BEGIN
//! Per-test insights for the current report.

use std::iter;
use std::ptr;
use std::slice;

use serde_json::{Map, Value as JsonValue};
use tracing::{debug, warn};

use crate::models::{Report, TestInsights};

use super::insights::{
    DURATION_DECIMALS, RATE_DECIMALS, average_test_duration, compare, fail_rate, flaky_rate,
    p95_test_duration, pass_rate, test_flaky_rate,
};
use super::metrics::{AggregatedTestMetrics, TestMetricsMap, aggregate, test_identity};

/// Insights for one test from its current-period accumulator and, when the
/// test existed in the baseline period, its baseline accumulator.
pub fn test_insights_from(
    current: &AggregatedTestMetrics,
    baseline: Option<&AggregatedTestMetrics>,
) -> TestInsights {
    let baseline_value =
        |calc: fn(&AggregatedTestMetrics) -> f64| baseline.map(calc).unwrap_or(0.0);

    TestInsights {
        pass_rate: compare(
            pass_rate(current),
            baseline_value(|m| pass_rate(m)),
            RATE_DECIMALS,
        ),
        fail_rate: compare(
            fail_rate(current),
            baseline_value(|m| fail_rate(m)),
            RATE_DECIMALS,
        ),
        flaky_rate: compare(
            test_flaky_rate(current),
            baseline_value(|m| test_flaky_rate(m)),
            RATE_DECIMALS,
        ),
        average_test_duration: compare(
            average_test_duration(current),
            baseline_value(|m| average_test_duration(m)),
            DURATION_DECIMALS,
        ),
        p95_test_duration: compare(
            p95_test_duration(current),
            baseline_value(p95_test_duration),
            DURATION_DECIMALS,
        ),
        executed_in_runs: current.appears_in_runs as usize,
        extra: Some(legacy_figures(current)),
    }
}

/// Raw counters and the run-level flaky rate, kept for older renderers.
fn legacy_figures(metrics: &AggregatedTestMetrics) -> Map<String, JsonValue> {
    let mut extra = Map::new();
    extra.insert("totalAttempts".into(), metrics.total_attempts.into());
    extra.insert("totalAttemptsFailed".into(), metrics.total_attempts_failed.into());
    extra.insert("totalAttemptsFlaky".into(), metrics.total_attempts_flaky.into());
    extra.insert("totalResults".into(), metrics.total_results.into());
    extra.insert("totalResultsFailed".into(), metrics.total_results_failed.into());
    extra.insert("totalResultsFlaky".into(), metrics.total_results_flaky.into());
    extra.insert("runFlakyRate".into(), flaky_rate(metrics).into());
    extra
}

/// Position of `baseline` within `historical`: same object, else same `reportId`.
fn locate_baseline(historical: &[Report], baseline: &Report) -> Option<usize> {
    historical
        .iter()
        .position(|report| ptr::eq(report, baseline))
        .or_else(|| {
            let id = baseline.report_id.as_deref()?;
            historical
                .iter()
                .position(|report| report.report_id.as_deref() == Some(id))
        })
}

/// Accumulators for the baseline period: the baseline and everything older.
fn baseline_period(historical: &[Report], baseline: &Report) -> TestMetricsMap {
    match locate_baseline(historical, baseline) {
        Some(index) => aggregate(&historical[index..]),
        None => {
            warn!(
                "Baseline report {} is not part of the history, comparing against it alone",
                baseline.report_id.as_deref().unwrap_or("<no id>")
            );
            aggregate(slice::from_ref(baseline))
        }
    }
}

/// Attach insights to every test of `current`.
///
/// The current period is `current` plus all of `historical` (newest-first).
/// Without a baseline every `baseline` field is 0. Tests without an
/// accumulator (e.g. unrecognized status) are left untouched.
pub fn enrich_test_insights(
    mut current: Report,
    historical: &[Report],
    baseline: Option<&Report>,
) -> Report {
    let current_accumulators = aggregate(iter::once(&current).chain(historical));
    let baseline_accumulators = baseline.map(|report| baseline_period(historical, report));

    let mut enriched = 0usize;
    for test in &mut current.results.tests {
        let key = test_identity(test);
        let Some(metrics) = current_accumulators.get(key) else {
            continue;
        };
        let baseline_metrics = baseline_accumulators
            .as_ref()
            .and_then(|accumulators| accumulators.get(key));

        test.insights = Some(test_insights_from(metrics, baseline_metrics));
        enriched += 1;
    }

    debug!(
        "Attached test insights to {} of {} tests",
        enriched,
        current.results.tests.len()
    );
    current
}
END
BEGIN
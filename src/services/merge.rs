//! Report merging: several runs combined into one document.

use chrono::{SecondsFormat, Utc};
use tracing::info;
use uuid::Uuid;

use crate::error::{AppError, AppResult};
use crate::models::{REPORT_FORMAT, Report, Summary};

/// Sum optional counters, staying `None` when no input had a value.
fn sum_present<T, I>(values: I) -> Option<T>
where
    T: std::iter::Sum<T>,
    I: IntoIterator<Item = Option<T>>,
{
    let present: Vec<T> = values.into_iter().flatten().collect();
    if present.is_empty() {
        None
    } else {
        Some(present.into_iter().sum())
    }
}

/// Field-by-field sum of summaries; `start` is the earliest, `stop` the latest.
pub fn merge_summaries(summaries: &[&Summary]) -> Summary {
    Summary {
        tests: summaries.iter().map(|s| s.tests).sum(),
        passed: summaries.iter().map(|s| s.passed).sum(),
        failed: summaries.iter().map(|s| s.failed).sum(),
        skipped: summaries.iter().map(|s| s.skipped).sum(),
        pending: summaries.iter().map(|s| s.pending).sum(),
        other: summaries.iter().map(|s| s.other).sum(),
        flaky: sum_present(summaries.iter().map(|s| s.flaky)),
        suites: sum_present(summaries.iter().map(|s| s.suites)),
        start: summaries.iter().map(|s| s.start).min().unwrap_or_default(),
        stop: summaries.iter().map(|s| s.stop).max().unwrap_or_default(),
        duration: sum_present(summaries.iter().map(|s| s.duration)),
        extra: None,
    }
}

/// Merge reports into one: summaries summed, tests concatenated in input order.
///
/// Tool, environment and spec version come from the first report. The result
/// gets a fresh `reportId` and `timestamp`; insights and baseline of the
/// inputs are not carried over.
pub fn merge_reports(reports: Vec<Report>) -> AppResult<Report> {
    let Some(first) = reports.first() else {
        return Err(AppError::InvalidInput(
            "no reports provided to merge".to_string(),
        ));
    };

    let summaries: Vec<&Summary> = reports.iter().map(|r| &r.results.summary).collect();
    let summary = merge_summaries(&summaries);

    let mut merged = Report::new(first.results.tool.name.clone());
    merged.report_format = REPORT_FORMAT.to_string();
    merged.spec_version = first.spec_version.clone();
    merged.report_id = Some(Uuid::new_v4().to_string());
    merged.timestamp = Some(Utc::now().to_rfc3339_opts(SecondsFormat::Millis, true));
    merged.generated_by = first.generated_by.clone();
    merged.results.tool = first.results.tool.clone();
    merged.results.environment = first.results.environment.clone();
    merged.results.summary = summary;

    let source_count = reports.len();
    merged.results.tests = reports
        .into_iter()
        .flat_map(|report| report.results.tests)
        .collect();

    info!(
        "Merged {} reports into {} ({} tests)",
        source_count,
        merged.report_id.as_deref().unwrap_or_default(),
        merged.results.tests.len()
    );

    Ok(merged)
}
END
= The task =
In the listing above, find the line containing "report.report_id.as_deref() == Some(id))" and the line containing "fn baseline_period(historical: &[Report], baseline: &Report)". Output them and every line between, exactly, and nothing else.

= Exercise answer =
                .position(|report| report.report_id.as_deref() == Some(id))
        })
}

/// Accumulators for the baseline period: the baseline and everything older.
fn baseline_period(historical: &[Report], baseline: &Report) -> TestMetricsMap {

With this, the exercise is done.